Details are presented in the Supplementary Data. All analytical measurements of PFOA were conducted by CXR Biosciences (Dundee, Scotland). Plasma PFOA was reported in μM (μM PFOA = 413 ng/ml). The method used 40 μL plasma, solvent extraction followed by LC/MS/MS, and provided sufficient detectability (ie, lower limit of quantitation [LLOQ] of 5 ng/ml) to fully define the PKs following the initial dose. This LLOQ is inappropriate for the levels found in general human populations. However, calibration and quality control standards were adjusted as appropriate to cover the range required with increasing dose. Accuracy was within 15% of the actual value and precision did not exceed 15% of the coefficient of variation at all concentrations above the LLOQ. The LLOQ was established as the lowest point on the calibration with accuracy and precision within 20% limits.

PD Assessment

For those subjects with repeat dose-administration, blood samples for clinical measures were taken after an overnight fast: Predose, 2 and 24 h postdose for 6 weeks and analyzed in the hospital clinical laboratories.
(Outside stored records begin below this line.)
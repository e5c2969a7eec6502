//! Error types for the converter module.

use std::path::PathBuf;
use thiserror::Error;

/// Reasons a conversion process could not be spawned.
#[derive(Debug, Clone, Error, PartialEq, Eq)]
pub enum ProcessError {
    /// The conversion engine binary does not exist or is not executable.
    #[error("conversion engine not found: {program}")]
    EngineNotFound { program: PathBuf },

    /// A required input file is missing.
    #[error("input file not found: {path}")]
    InputNotFound { path: PathBuf },

    /// Any other OS-level spawn failure.
    #[error("failed to spawn {program}: {reason}")]
    Spawn { program: PathBuf, reason: String },
}

impl ProcessError {
    pub(crate) fn from_spawn(program: PathBuf, err: std::io::Error) -> Self {
        if err.kind() == std::io::ErrorKind::NotFound {
            Self::EngineNotFound { program }
        } else {
            Self::Spawn {
                program,
                reason: err.to_string(),
            }
        }
    }
}

/// Errors raised while checking that a transcoder is usable.
#[derive(Debug, Error)]
pub enum TranscoderError {
    /// FFmpeg binary not found.
    #[error("FFmpeg not found at path: {path}")]
    FfmpegNotFound { path: PathBuf },

    /// The engine ran but reported a failure.
    #[error("FFmpeg self-check failed with exit code {code:?}")]
    SelfCheckFailed { code: Option<i32> },

    /// I/O error while running the self-check.
    #[error("I/O error: {0}")]
    Io(#[from] std::io::Error),
}
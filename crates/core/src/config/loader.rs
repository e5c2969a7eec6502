use figment::{
    providers::{Env, Format, Toml},
    Figment,
};
use std::path::Path;

use super::{types::Config, ConfigError};

/// Load configuration from file with environment variable overrides.
///
/// Nested keys are separated by a double underscore, e.g.
/// `BATCHCONV_BATCH__MAX_WORKERS=2`.
pub fn load_config(path: &Path) -> Result<Config, ConfigError> {
    if !path.exists() {
        return Err(ConfigError::FileNotFound(path.display().to_string()));
    }

    let config: Config = Figment::new()
        .merge(Toml::file(path))
        .merge(Env::prefixed("BATCHCONV_").split("__"))
        .extract()
        .map_err(|e| ConfigError::ParseError(e.to_string()))?;

    Ok(config)
}

/// Load configuration from TOML string (useful for testing)
pub fn load_config_from_str(toml_str: &str) -> Result<Config, ConfigError> {
    toml::from_str(toml_str).map_err(|e| ConfigError::ParseError(e.to_string()))
}
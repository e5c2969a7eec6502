use serde::{Deserialize, Serialize};

use crate::batch::BatchConfig;
use crate::converter::ConverterConfig;
use crate::source::SourceConfig;

/// Root configuration
#[derive(Debug, Clone, Default, Deserialize, Serialize)]
pub struct Config {
    #[serde(default)]
    pub converter: ConverterConfig,
    #[serde(default)]
    pub batch: BatchConfig,
    #[serde(default)]
    pub source: SourceConfig,
    #[serde(default)]
    pub logging: LoggingConfig,
}

/// Logging configuration
#[derive(Debug, Clone, Default, Deserialize, Serialize)]
pub struct LoggingConfig {
    #[serde(default)]
    pub format: LogFormat,
    /// Print the Prometheus text exposition when the run ends.
    #[serde(default)]
    pub print_metrics: bool,
}

#[derive(Debug, Clone, Copy, Default, Deserialize, Serialize, PartialEq, Eq)]
#[serde(rename_all = "snake_case")]
pub enum LogFormat {
    #[default]
    Pretty,
    Json,
}

#[cfg(test)]
mod tests {
    use super::*;
    use std::path::PathBuf;

    #[test]
    fn test_deserialize_empty_uses_defaults() {
        let config: Config = toml::from_str("").unwrap();
        assert_eq!(config.converter.target_extension, "mp3");
        assert_eq!(config.batch.poll_interval_ms, 1000);
        assert_eq!(config.source.allowed_extensions, vec!["wma", "mp3"]);
        assert_eq!(config.logging.format, LogFormat::Pretty);
        assert!(!config.logging.print_metrics);
    }

    #[test]
    fn test_deserialize_full() {
        let toml = r#"
[converter]
ffmpeg_path = "/usr/bin/ffmpeg"
output_format = "ogg"
target_extension = "ogg"

[batch]
max_workers = 3
poll_interval_ms = 500

[source]
input_dir = "/music/wma"
output_dir = "/music/ogg"

[logging]
format = "json"
print_metrics = true
"#;
        let config: Config = toml::from_str(toml).unwrap();
        assert_eq!(config.converter.ffmpeg_path, PathBuf::from("/usr/bin/ffmpeg"));
        assert_eq!(config.converter.output_format, "ogg");
        assert_eq!(config.batch.max_workers, Some(3));
        assert_eq!(config.batch.poll_interval_ms, 500);
        assert_eq!(config.source.input_dir, Some(PathBuf::from("/music/wma")));
        assert_eq!(config.logging.format, LogFormat::Json);
        assert!(config.logging.print_metrics);
    }

    #[test]
    fn test_unknown_log_format_fails() {
        let toml = r#"
[logging]
format = "xml"
"#;
        let result: Result<Config, _> = toml::from_str(toml);
        assert!(result.is_err());
    }
}
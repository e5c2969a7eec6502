//! Batch runner: owns one batch at a time and its cancellation.

use std::sync::Arc;
use tokio::sync::{Mutex, RwLock};
use tracing::{info, warn};

use crate::converter::{ConversionJob, Transcoder};

use super::config::BatchConfig;
use super::context::BatchContext;
use super::pool::WorkerPool;
use super::types::{
    BatchError, BatchEvent, BatchEventCallback, BatchId, BatchState, BatchStatus, BatchSummary,
    Progress,
};

/// Runs batches of conversion jobs across a bounded worker pool.
///
/// States move `Idle -> Running -> {Completed, Cancelled}`. A runner can start
/// a new batch once the previous one is terminal; every batch gets its own
/// cancellation flag and progress tracker.
pub struct BatchRunner {
    config: BatchConfig,
    transcoder: Arc<dyn Transcoder>,
    callback: Option<BatchEventCallback>,
    batch: RwLock<Option<Arc<BatchContext>>>,
    // Serializes start/cancel/wait against the pool.
    pool: Mutex<Option<WorkerPool>>,
}

impl BatchRunner {
    /// Create a new runner.
    pub fn new(config: BatchConfig, transcoder: Arc<dyn Transcoder>) -> Self {
        Self {
            config,
            transcoder,
            callback: None,
            batch: RwLock::new(None),
            pool: Mutex::new(None),
        }
    }

    /// Registers the listener for batch events.
    pub fn with_callback(mut self, callback: BatchEventCallback) -> Self {
        self.callback = Some(callback);
        self
    }

    pub fn config(&self) -> &BatchConfig {
        &self.config
    }

    pub fn worker_count(&self) -> usize {
        self.config.worker_count()
    }

    /// Starts a batch and returns without waiting for any job.
    ///
    /// Fails if a batch is already running or the pool would have no slots;
    /// in both cases no state changes.
    pub async fn start(&self, jobs: Vec<ConversionJob>) -> Result<BatchId, BatchError> {
        let mut pool_slot = self.pool.lock().await;

        if let Some(current) = self.batch.read().await.as_ref() {
            if current.state() == BatchState::Running {
                warn!(batch_id = %current.id, "Batch already running");
                return Err(BatchError::AlreadyRunning {
                    batch_id: current.id,
                });
            }
        }

        // Previous batch is terminal; make sure its tasks are gone.
        if let Some(mut previous) = pool_slot.take() {
            previous.join().await;
        }

        let total = jobs.len();
        let ctx = Arc::new(BatchContext::new(
            self.config.clone(),
            Arc::clone(&self.transcoder),
            self.callback.clone(),
            total,
        ));

        let pool = if total > 0 {
            Some(WorkerPool::spawn(self.worker_count(), Arc::clone(&ctx))?)
        } else {
            None
        };

        *self.batch.write().await = Some(Arc::clone(&ctx));

        info!(
            batch_id = %ctx.id,
            total,
            workers = pool.as_ref().map_or(0, WorkerPool::size),
            transcoder = self.transcoder.name(),
            "Starting batch"
        );
        ctx.emit(BatchEvent::Started {
            batch_id: ctx.id,
            total,
        });

        match pool {
            Some(mut pool) => {
                pool.submit(jobs);
                pool.seal();
                *pool_slot = Some(pool);
            }
            None => {
                ctx.finish(BatchState::Completed);
            }
        }

        Ok(ctx.id)
    }

    /// Cancels the running batch and returns once every process it started
    /// has been terminated and reaped.
    ///
    /// Calling it again, or on a batch that already finished, has no effect
    /// and returns the current state.
    pub async fn cancel(&self) -> BatchState {
        let mut pool_slot = self.pool.lock().await;

        let Some(ctx) = self.current().await else {
            return BatchState::Idle;
        };
        if ctx.state() != BatchState::Running {
            return ctx.state();
        }

        if ctx.cancel.cancel() {
            info!(batch_id = %ctx.id, progress = ?ctx.tracker.progress(), "Cancelling batch");
        }

        if let Some(pool) = pool_slot.as_mut() {
            pool.shutdown(self.config.cancel_grace()).await;
        }

        // A worker may have completed the batch before seeing the flag.
        ctx.finish(BatchState::Cancelled);
        ctx.state()
    }

    /// Waits until the current batch is terminal and all its tasks have exited.
    pub async fn wait(&self) -> BatchState {
        let Some(ctx) = self.current().await else {
            return BatchState::Idle;
        };

        let mut rx = ctx.subscribe();
        let state = match rx.wait_for(|s| s.is_terminal()).await {
            Ok(state) => *state,
            Err(_) => ctx.state(),
        };

        if let Some(pool) = self.pool.lock().await.as_mut() {
            pool.join().await;
        }
        state
    }

    /// Current state; `Idle` before the first batch.
    pub async fn state(&self) -> BatchState {
        match self.current().await {
            Some(ctx) => ctx.state(),
            None => BatchState::Idle,
        }
    }

    /// Snapshot of the current batch.
    pub async fn status(&self) -> BatchStatus {
        match self.current().await {
            Some(ctx) => BatchStatus {
                batch_id: Some(ctx.id),
                state: ctx.state(),
                progress: ctx.tracker.progress(),
                worker_count: self.worker_count(),
                active_jobs: ctx.active_jobs().await,
                summary: ctx.summary(),
            },
            None => BatchStatus {
                batch_id: None,
                state: BatchState::Idle,
                progress: Progress {
                    completed: 0,
                    total: 0,
                },
                worker_count: self.worker_count(),
                active_jobs: Vec::new(),
                summary: BatchSummary::default(),
            },
        }
    }

    async fn current(&self) -> Option<Arc<BatchContext>> {
        self.batch.read().await.clone()
    }
}
//! Job source configuration.

use serde::{Deserialize, Serialize};
use std::path::PathBuf;

/// Where source files are read from and converted files written to.
#[derive(Debug, Clone, Serialize, Deserialize)]
pub struct SourceConfig {
    /// Directory scanned for source files.
    #[serde(default)]
    pub input_dir: Option<PathBuf>,

    /// Directory converted files are written to.
    #[serde(default)]
    pub output_dir: Option<PathBuf>,

    /// Extensions (without the dot, case-insensitive) eligible for conversion.
    #[serde(default = "default_allowed_extensions")]
    pub allowed_extensions: Vec<String>,
}

fn default_allowed_extensions() -> Vec<String> {
    vec!["wma".to_string(), "mp3".to_string()]
}

impl Default for SourceConfig {
    fn default() -> Self {
        Self {
            input_dir: None,
            output_dir: None,
            allowed_extensions: default_allowed_extensions(),
        }
    }
}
Units of reported measurement were the following serum lipids: total cholesterol, LDL, and HDL (mmol/l = 38.6 × mg/dL); serum triglycerides (mmol/l = 88.5×mg/dl); thyroid: TSH (mIU/l) and fT4 (pmol/l = 0.08×ng/dl); glucose (mmol/l = 18×mg/dl); liver and pancreatic enzymes and bilirubin: ALT, AST, gamma glutamyl transaminase (GGT), alkaline phosphatase, amylase (IU/l), and total bilirubin (mg/l); liver function blood clotting tests: Fibrinogen (g/l), prothrombin time (PTT) (s), activated partial thromboplastin time (aPTT) (s); serum proteins: total albumin and globulin (mg/dl); and renal clinical chemistries: serum creatinine (μmol/l = 0.0113 ×mg/dl); urea (mmol/l = BUN [mg/dl]×0.3571); and uric acid (μmol/l = 0.0168×mg/dl).

Tumor Response

Tumor response was assessed clinically every three weeks and involved radiologic evaluation of disease at the end of the six-weeks, as well as for those who requested continued treatment. Response to APFO treatments was recorded using the RECIST criteria (Therasse ) in subjects with measureable disease. These tumor response findings are not reported herein.

Statistical Analyses

Internal dosimetry of PFOA, not the dose group, was considered the most appropriate metric for the evaluation of the clinical chemistries. The baseline (before first dose) and subsequent 24-h postdose plasma PFOA and clinical chemistry results (through the 6 treatments) were considered for statistical analyses and characterized by estimating the univariate and bivariate distributions, and examining for outliers and other anomalies. Simple graphic displays were used to characterize these distributions, including box plots and scatter plots. Autocorrelations and intraclass correlations (ICC) of the time series were estimated and Box-Cox transformations to normalize raw data were evaluated. To accommodate correlation of values within subject, generalized estimating equation (GEE) models were fitted to estimate the trends in clinical chemistries over concentrations of PFOA.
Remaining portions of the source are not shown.